* _WORK REQUEST_: Exactly the lines from the opening of the records through the line containing "a replacement, the" should be copied, with both included.

* _SOURCE RECORDS_:

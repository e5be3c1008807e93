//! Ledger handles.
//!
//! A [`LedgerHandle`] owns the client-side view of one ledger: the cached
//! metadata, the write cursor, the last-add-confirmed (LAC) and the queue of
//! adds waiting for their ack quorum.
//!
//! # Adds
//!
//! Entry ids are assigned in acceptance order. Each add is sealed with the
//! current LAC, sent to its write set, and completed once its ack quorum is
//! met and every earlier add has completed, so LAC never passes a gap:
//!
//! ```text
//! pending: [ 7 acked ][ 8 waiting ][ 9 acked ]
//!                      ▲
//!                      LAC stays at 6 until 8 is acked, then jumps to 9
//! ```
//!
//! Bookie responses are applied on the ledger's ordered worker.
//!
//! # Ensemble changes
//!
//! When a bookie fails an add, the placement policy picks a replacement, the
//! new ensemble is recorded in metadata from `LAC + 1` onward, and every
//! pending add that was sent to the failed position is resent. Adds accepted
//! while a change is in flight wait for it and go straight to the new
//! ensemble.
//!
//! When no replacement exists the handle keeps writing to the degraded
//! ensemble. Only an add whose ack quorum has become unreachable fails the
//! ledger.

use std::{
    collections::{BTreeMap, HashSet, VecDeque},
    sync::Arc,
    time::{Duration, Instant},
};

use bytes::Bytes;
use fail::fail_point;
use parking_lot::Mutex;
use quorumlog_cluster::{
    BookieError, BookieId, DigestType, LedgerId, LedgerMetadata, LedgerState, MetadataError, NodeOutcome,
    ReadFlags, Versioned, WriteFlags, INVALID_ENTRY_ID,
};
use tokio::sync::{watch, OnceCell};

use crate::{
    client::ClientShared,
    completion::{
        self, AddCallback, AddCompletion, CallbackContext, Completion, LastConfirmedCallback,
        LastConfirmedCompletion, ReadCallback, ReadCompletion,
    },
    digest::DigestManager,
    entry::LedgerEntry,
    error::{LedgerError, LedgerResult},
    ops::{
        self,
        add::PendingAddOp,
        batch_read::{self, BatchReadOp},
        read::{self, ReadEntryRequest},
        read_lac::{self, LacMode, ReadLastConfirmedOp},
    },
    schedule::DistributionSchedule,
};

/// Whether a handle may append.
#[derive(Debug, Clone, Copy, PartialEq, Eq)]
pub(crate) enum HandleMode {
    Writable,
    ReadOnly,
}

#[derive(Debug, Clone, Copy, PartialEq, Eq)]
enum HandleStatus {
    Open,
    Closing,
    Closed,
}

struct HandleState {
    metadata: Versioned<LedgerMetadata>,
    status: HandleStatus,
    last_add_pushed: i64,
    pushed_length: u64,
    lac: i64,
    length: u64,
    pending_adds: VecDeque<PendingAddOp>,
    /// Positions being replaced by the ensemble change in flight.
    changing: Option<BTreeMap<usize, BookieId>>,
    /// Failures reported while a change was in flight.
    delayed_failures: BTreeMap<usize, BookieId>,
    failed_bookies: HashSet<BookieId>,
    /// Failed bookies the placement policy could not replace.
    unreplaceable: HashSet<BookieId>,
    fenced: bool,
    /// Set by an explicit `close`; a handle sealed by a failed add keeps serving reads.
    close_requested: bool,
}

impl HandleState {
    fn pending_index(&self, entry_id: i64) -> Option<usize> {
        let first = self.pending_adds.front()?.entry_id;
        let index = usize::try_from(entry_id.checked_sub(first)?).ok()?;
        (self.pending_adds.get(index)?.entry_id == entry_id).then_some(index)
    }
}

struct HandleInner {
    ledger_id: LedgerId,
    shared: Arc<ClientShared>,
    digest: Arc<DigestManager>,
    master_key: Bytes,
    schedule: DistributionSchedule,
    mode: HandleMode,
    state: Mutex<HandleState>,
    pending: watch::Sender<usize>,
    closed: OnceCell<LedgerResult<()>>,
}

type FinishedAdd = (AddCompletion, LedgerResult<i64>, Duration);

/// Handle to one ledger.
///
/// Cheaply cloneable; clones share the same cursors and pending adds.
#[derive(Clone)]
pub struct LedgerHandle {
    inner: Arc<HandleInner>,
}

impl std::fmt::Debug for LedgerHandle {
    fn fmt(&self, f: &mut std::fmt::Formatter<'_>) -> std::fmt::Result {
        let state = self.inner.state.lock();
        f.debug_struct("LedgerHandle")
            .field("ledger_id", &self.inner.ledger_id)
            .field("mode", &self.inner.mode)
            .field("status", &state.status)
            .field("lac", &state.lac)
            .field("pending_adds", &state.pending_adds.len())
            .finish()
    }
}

* _OUTPUT_:
repository e5be3c1008807e93
//! Ledger handles.
//!
//! A [`LedgerHandle`] owns the client-side view of one ledger: the cached
//! metadata, the write cursor, the last-add-confirmed (LAC) and the queue of
//! adds waiting for their ack quorum.
//!
//! # Adds
//!
//! Entry ids are assigned in acceptance order. Each add is sealed with the
//! current LAC, sent to its write set, and completed once its ack quorum is
//! met and every earlier add has completed, so LAC never passes a gap:
//!
//! ```text
//! pending: [ 7 acked ][ 8 waiting ][ 9 acked ]
//!                      ▲
//!                      LAC stays at 6 until 8 is acked, then jumps to 9
//! ```
//!
//! Bookie responses are applied on the ledger's ordered worker.
//!
//! # Ensemble changes
//!
//! When a bookie fails an add, the placement policy picks a replacement, the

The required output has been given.